**EXERCISE REQUIREMENTS:** Every line in the records below with the string "AsyncWrite" is to be copied out.

═════ THE RECORDS

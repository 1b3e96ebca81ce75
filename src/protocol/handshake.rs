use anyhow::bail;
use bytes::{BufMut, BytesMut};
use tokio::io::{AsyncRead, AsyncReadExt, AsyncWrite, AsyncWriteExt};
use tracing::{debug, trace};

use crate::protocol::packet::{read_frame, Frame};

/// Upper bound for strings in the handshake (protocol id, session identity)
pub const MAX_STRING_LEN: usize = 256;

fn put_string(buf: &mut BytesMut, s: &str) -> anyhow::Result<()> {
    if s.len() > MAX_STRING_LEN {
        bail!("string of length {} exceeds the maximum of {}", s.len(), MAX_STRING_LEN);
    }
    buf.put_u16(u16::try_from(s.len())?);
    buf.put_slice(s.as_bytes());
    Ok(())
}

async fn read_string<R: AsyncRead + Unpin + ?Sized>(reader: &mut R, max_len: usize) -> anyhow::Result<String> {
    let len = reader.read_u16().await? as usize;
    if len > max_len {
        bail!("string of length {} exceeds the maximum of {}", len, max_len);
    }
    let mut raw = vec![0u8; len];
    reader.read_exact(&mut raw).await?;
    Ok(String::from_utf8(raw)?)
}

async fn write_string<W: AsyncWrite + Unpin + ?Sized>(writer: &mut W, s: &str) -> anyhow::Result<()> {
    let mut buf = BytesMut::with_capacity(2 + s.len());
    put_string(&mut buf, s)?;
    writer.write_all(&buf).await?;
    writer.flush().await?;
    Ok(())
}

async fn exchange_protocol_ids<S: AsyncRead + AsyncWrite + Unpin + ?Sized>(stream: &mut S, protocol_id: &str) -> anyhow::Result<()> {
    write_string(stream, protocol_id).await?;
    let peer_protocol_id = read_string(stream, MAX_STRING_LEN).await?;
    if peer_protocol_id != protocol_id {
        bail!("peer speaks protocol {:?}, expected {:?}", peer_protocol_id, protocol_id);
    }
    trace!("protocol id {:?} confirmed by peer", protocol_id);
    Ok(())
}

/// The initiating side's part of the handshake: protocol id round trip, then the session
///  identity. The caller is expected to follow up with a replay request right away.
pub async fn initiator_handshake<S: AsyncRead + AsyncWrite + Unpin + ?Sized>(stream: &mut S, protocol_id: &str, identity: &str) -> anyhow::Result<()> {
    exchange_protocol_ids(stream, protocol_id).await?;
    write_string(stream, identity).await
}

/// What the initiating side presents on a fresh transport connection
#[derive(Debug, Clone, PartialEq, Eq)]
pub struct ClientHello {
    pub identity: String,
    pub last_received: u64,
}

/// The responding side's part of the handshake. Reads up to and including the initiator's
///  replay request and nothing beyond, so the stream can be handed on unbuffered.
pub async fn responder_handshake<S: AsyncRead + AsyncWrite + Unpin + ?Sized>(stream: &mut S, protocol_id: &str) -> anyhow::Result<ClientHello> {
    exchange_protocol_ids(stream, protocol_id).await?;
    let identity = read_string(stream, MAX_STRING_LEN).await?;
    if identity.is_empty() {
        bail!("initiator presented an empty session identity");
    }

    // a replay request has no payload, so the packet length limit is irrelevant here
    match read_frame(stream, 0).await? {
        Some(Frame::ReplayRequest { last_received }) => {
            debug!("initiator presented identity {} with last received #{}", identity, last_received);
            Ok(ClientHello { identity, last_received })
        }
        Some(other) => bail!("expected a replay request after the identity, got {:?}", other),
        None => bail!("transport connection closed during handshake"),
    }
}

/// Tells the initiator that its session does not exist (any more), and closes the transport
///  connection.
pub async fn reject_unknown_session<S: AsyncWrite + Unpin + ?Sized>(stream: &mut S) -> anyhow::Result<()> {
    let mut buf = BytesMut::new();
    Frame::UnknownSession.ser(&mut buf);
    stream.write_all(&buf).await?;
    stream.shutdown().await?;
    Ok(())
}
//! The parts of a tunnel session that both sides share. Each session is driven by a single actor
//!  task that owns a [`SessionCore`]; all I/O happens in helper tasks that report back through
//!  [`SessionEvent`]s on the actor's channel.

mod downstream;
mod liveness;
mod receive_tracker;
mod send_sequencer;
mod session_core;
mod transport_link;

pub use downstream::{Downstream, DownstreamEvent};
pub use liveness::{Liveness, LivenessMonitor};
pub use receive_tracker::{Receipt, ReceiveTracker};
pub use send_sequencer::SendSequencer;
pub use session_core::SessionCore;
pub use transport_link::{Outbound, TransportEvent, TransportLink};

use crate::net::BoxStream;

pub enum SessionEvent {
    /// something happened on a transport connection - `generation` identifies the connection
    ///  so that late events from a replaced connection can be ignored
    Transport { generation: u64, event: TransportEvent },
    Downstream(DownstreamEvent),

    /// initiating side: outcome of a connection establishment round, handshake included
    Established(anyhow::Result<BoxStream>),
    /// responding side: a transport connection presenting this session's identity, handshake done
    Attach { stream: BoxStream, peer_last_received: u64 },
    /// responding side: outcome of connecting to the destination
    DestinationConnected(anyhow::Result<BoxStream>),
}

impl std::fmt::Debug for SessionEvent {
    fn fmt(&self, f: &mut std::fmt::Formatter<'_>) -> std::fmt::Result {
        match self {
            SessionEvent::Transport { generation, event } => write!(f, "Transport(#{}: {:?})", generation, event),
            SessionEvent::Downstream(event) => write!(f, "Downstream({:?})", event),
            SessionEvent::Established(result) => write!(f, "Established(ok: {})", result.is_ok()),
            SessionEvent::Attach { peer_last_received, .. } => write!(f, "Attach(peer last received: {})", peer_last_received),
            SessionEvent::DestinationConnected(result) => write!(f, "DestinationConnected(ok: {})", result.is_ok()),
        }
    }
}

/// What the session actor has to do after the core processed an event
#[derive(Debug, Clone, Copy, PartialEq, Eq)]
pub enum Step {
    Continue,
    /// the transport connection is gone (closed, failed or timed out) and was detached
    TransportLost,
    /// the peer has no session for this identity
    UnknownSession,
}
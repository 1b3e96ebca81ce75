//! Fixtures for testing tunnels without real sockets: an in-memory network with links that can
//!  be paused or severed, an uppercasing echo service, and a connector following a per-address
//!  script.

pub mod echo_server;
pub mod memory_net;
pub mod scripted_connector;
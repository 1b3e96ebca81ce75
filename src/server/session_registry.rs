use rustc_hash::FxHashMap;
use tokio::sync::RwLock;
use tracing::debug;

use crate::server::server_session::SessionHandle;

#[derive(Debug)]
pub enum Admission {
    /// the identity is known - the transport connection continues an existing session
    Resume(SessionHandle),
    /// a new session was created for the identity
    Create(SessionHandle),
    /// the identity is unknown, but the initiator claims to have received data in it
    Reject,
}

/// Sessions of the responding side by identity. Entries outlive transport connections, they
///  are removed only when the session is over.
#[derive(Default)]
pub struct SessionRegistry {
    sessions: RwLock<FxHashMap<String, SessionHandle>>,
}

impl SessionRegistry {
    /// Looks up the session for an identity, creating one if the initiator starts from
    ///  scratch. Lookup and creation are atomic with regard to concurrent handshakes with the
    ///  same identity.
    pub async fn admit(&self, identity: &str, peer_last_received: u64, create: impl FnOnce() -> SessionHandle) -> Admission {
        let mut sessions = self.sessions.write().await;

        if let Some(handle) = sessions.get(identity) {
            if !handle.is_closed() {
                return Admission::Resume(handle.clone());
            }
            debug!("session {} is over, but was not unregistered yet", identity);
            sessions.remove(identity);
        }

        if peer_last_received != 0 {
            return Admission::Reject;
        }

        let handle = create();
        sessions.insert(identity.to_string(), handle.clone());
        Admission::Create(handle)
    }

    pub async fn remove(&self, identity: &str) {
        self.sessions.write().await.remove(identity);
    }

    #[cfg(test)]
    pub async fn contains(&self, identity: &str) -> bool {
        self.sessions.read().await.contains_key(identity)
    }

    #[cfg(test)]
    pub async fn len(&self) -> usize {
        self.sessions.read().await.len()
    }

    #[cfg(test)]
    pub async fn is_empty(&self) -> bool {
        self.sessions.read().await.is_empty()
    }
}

══════════

**RESULT FOR THIS TASK:**
use tokio::io::{AsyncRead, AsyncReadExt, AsyncWrite, AsyncWriteExt};
async fn write_string<W: AsyncWrite + Unpin + ?Sized>(writer: &mut W, s: &str) -> anyhow::Result<()> {
async fn exchange_protocol_ids<S: AsyncRead + AsyncWrite + Unpin + ?Sized>(stream: &mut S, protocol_id: &str) -> anyhow::Result<()> {
pub async fn initiator_handshake<S: AsyncRead + AsyncWrite + Unpin + ?Sized>(stream: &mut S, protocol_id: &str, identity: &str) -> anyhow::Result<()> {
pub async fn responder_handshake<S: AsyncRead + AsyncWrite + Unpin + ?Sized>(stream: &mut S, protocol_id: &str) -> anyhow::Result<ClientHello> {
pub async fn reject_unknown_session<S: AsyncWrite + Unpin + ?Sized>(stream: &mut S) -> anyhow::Result<()> {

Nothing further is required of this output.